Also, the spread bets can easily be shorted, offering total flexibility to the trader.
Spread betting on individual shares works in the same way as a spread market on any financial product.
The spread better is offered a two-way price, the bid-offer spread, and then can go long or short with an associated pound per point. For example –
- Vodafone is quoted at 123.5 – 124
- You buy £10 a point at 124 and then sell out at 130
- Profit = 130 – 124 = 6 x £10 a point = £60
Available markets to trade
There are too many to list. Of course, there are the main shares on the UK market, Wall Street and the big European bourses such as Germany. But then most spread betters offer shares in markets such as Finland, Greece, Ireland and Hong Kong.
Mostly only the larger capitalised stocks are quoted, so, of course, they’ll be a quote on all the major companies but perhaps not on a smaller company with, say, a market capitalisation of £ 4 million.
An example – Next shares
- The market for Next shares is 1398 – 1402
- You buy £2 a point at 1402
- Then sell the position at 1527
- Profit = 125 points (1527 – 1402) x £2 a point = £250
Note, the price of the Next shares above will actually be around £14.00 and not 1400, but the spread betters normally quote without a decimal point, so there’s no confusion about what a point is.
1. Daily Bets and quarterlies are offered on shares
With most shares, both the traditional daily Cash bet and Quarterlies are offered. As usual, if short-term trading, the Daily Bets are usually cheaper to trade (tighter bid-offer spreads), but there will be an overnight financing charge (if held overnight).
The quarterlies are more suited for medium to longer-term trades in excess of a week. For example, trade the quarterly if you’re bullish on Vodafone or Barclays for the next several weeks or months.
Most spread bet brokers will quote 3 separate quarterly bets. For example, if the date is now January, they’ll offer a March, June and September bet. Tailor these to your trading view. If bullish for the next month or so use the March; if bullish heading into the summer, trade the June, etc.
2. Bets can be ‘rolled over’
A rollover is where a position from one month is rolled into the next. For example, if it is now the first week in March and you are long, the March Abbey National spread bet will expire on the 3rd Friday of the month (most financial and share bets expire on the 3rd Friday of their relevant month).

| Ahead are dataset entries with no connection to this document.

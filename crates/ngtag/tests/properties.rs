//! Property-based tests for rendering using proptest.

use ngtag::{AttributeSet, FixedId, RawValue, SelectionMode, TreeTable};
use proptest::prelude::*;

// ============================================================================
// Test helpers
// ============================================================================

fn render(attrs: &AttributeSet) -> String {
    TreeTable::with_ids(FixedId::new("id")).render(attrs).unwrap()
}

fn mode_strategy() -> impl Strategy<Value = SelectionMode> {
    prop_oneof![
        Just(SelectionMode::Multiple),
        Just(SelectionMode::Single),
        Just(SelectionMode::SingleLeafOnly),
    ]
}

// Declarations that always resolve, as (name, value) pairs with distinct names.
fn declarations_strategy() -> impl Strategy<Value = Vec<(&'static str, RawValue)>> {
    (
        prop::option::of("[a-z][a-z0-9]{0,8}"),
        prop::option::of("[a-zA-Z0-9/._-]{1,12}"),
        prop::option::of("[a-zA-Z0-9/._-]{1,12}"),
        prop::option::of("[a-zA-Z0-9/._-]{1,12}"),
        prop::option::of(mode_strategy()),
        prop::option::of(any::<bool>()),
        prop::option::of(prop::collection::vec(1i64..500, 0..6)),
        prop::option::of("[a-zA-Z.]{1,12}"),
    )
        .prop_map(|(id, base, url, delete, mode, auto, sizes, selection)| {
            let mut decls: Vec<(&'static str, RawValue)> = Vec::new();
            if let Some(id) = id {
                decls.push(("id", id.into()));
            }
            if let Some(base) = base {
                decls.push(("base-url", base.into()));
            }
            if let Some(url) = url {
                decls.push(("url", url.into()));
            }
            if let Some(delete) = delete {
                decls.push(("delete-url", delete.into()));
            }
            if let Some(mode) = mode {
                decls.push(("selection-mode", mode.into()));
            }
            if let Some(auto) = auto {
                decls.push(("auto-load", auto.into()));
            }
            if let Some(sizes) = sizes {
                let joined = sizes
                    .iter()
                    .map(i64::to_string)
                    .collect::<Vec<_>>()
                    .join(",");
                decls.push(("page-size-options", joined.into()));
            }
            if let Some(selection) = selection {
                decls.push(("selection", selection.into()));
            }
            decls
        })
}

// ============================================================================
// Property tests
// ============================================================================

proptest! {
    /// Permuting the declaration order never changes the output.
    #[test]
    fn declaration_order_is_irrelevant(
        (decls, shuffled) in declarations_strategy()
            .prop_flat_map(|d| (Just(d.clone()), Just(d).prop_shuffle())),
    ) {
        let a = AttributeSet::from_named(decls);
        let b = AttributeSet::from_named(shuffled);
        prop_assert_eq!(render(&a), render(&b));
    }

    /// Rendering the same attributes twice is byte-identical.
    #[test]
    fn rendering_is_idempotent(decls in declarations_strategy()) {
        let attrs = AttributeSet::from_named(decls);
        prop_assert_eq!(render(&attrs), render(&attrs));
    }

    /// The output is always one well-formed element.
    #[test]
    fn output_is_wrapped(decls in declarations_strategy()) {
        let out = render(&AttributeSet::from_named(decls));
        prop_assert!(out.starts_with("<p-tree-table #"));
        prop_assert!(out.ends_with("></p-tree-table>"));
        prop_assert_eq!(out.matches("</p-tree-table>").count(), 1);
    }

    /// Bare and bracketed lists render identically.
    #[test]
    fn list_forms_agree(items in prop::collection::vec(-1000i64..1000, 0..8)) {
        let bare = items.iter().map(i64::to_string).collect::<Vec<_>>().join(",");
        let bracketed = format!("[{}]", bare);

        let a = render(&AttributeSet::from_named([("page-size-options", bare.clone())]));
        let b = render(&AttributeSet::from_named([("page-size-options", bracketed.clone())]));
        prop_assert_eq!(&a, &b);
        let expected = format!("[pageSizeOptions]=\"{}\"", bracketed);
        prop_assert!(a.contains(&expected));
    }

    /// The identifier feeds both the marker and the key attribute.
    #[test]
    fn id_is_mirrored(id in "[a-z][a-zA-Z0-9_]{0,12}") {
        let out = render(&AttributeSet::from_named([("id", id.clone())]));
        let expected = format!("<p-tree-table #{id}=\"\" key=\"{id}\">");
        prop_assert!(out.starts_with(&expected));
    }

    /// Only leaf-only selection adds the leafOnly binding.
    #[test]
    fn leaf_only_binding_iff_leaf_only_mode(mode in mode_strategy()) {
        let out = render(&AttributeSet::from_named([("selection-mode", mode)]));
        prop_assert_eq!(
            out.contains("[leafOnly]=\"true\""),
            mode == SelectionMode::SingleLeafOnly
        );
        prop_assert_eq!(out.matches("selectionMode=").count(), 1);
    }
}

Assume the market has been moving higher, but you feel the shares can go even higher, so you want to continue to keep the bet open. You’ll need to place a rollover bet, which will simultaneously sell the March contract and buy the June contract. This will mean your long trade will have been rolled over into the next month and is still open. Two points to note –
- There is a small charge for rolling over a bet, and
- If a quarterly bet isn’t rolled over, it will automatically be closed when the spread bet expires, and any profit or loss will be debited from your account
Summary on spread betting with equities
There’s an incredible range of equity spread bets available but do watch some of the bid-offer spreads because they can be expensive, especially when short-term trading. But this depends on which market and how popular the share is.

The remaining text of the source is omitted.